The task:
Give back only the lines in the records below from the one with "repository fabab53d7b72dd5b" to the one with "cycling performance tests", both inclusive, word for word.

────────

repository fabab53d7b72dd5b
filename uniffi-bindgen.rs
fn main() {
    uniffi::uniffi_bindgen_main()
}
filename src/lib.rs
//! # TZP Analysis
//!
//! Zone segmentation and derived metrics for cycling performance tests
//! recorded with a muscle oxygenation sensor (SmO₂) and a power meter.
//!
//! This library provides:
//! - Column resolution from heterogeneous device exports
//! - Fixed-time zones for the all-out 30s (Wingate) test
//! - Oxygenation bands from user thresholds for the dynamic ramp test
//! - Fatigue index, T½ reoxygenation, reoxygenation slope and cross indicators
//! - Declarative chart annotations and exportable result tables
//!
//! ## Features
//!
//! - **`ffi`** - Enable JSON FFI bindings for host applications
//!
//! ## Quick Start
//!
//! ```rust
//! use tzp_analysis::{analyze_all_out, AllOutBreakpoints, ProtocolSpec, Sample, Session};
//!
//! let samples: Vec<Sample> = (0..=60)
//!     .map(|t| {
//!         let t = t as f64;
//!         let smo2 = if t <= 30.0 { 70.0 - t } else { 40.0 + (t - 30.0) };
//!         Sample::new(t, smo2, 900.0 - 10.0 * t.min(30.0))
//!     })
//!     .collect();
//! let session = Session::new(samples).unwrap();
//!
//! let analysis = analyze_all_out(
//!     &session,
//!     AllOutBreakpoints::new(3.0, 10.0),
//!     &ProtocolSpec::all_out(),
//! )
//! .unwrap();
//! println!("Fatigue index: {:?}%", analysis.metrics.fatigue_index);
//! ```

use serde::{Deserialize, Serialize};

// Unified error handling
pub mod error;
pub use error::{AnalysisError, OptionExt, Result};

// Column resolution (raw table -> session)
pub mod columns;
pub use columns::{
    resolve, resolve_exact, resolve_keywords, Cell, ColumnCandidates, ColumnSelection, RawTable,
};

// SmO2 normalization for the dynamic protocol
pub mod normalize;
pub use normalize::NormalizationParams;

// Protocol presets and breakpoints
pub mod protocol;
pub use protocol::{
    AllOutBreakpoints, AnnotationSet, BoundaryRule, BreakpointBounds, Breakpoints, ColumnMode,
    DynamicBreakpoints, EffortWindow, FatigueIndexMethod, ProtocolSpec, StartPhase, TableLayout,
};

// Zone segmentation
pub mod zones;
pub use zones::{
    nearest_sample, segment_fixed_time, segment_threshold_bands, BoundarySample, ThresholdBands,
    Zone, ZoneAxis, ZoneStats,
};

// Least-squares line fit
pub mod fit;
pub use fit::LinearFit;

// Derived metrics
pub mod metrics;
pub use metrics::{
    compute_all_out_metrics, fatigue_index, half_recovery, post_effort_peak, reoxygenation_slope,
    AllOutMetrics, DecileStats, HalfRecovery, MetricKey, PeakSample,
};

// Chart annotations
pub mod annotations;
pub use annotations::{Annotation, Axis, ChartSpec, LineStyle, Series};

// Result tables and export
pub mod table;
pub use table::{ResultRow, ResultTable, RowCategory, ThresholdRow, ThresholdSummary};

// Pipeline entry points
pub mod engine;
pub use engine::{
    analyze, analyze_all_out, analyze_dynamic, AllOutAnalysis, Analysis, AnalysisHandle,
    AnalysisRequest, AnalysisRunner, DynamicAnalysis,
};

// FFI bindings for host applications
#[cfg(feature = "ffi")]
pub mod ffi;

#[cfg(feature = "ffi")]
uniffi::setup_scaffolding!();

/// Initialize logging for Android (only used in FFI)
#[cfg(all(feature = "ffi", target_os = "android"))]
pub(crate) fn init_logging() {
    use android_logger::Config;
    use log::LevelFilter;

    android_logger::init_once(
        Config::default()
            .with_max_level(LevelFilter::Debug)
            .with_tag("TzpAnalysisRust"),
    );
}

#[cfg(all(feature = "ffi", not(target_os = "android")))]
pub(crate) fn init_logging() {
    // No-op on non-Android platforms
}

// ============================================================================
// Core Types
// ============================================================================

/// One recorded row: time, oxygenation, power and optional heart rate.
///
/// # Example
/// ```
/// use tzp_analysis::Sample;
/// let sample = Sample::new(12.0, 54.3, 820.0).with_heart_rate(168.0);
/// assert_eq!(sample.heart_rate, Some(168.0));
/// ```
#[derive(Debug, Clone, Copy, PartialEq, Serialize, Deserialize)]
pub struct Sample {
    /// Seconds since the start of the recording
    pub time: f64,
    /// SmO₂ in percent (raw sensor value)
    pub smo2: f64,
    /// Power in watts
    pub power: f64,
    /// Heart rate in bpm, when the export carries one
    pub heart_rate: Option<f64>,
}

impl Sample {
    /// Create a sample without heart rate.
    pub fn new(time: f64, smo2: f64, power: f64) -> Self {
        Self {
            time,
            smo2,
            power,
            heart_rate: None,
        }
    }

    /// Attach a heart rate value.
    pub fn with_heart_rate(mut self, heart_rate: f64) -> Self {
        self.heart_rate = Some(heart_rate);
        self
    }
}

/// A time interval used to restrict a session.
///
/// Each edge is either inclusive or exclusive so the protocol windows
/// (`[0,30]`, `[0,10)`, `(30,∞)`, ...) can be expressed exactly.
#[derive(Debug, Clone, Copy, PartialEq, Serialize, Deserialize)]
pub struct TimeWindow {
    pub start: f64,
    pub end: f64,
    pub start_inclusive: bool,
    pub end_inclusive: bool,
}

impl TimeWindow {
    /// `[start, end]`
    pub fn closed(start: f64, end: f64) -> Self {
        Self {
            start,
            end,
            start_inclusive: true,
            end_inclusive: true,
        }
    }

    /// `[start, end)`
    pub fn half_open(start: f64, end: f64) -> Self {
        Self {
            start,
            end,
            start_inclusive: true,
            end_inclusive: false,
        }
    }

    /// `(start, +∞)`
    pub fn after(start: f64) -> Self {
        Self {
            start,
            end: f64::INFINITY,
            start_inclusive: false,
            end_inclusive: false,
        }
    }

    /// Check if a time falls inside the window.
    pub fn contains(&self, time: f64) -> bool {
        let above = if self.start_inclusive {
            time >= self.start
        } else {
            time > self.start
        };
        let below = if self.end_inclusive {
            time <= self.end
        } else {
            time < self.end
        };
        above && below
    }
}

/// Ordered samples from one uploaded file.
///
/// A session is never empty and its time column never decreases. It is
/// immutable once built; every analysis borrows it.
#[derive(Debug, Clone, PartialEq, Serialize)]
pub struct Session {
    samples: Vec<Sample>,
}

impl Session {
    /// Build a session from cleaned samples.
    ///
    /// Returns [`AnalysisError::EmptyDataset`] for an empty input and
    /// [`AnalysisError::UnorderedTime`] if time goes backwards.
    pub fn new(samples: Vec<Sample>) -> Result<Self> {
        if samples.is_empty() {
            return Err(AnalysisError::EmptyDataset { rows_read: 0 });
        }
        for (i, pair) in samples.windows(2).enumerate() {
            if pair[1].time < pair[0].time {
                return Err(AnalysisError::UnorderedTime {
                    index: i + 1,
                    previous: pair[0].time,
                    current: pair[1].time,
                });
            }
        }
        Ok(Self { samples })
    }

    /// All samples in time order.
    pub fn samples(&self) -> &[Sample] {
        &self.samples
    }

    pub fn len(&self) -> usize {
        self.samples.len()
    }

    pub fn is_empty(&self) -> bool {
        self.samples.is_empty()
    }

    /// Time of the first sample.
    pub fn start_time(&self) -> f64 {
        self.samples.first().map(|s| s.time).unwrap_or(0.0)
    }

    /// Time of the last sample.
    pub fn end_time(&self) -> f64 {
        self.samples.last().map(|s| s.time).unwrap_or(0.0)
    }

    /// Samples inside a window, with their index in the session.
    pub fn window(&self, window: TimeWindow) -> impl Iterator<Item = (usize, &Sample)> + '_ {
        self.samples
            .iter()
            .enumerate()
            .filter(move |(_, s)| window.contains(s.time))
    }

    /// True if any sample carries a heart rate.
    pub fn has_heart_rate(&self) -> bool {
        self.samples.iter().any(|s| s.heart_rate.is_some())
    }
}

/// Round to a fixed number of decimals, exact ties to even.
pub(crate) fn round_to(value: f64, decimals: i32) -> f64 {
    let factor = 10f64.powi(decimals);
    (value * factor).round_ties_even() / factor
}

────────

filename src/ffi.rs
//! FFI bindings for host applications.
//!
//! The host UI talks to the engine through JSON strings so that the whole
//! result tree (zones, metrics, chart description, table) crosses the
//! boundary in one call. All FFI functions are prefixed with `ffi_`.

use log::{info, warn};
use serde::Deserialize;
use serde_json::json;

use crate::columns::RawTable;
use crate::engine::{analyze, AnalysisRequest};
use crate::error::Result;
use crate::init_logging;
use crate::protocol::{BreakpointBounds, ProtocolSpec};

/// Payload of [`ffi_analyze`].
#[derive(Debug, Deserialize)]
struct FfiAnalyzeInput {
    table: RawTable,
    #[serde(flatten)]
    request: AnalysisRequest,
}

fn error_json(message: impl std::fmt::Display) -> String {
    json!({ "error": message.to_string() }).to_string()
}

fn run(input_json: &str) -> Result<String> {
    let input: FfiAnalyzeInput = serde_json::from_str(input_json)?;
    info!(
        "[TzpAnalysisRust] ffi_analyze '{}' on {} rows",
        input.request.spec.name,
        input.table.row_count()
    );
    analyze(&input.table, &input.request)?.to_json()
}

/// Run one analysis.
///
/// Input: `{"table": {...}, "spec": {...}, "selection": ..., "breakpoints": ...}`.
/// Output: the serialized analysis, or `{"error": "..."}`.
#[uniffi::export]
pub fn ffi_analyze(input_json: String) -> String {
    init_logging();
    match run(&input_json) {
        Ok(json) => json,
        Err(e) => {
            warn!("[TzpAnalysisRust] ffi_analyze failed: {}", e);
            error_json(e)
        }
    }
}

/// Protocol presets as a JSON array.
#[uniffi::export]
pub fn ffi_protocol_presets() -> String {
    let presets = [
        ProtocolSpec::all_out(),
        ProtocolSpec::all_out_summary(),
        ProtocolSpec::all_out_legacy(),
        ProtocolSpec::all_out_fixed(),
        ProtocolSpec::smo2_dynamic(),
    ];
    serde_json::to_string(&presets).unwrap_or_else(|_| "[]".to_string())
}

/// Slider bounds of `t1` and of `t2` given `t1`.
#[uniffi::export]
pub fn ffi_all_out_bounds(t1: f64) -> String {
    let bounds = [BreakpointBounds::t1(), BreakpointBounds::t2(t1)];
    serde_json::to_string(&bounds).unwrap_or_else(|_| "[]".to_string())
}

────────

Task result:
repository fabab53d7b72dd5b
filename uniffi-bindgen.rs
fn main() {
    uniffi::uniffi_bindgen_main()
}
filename src/lib.rs
//! # TZP Analysis
//!
//! Zone segmentation and derived metrics for cycling performance tests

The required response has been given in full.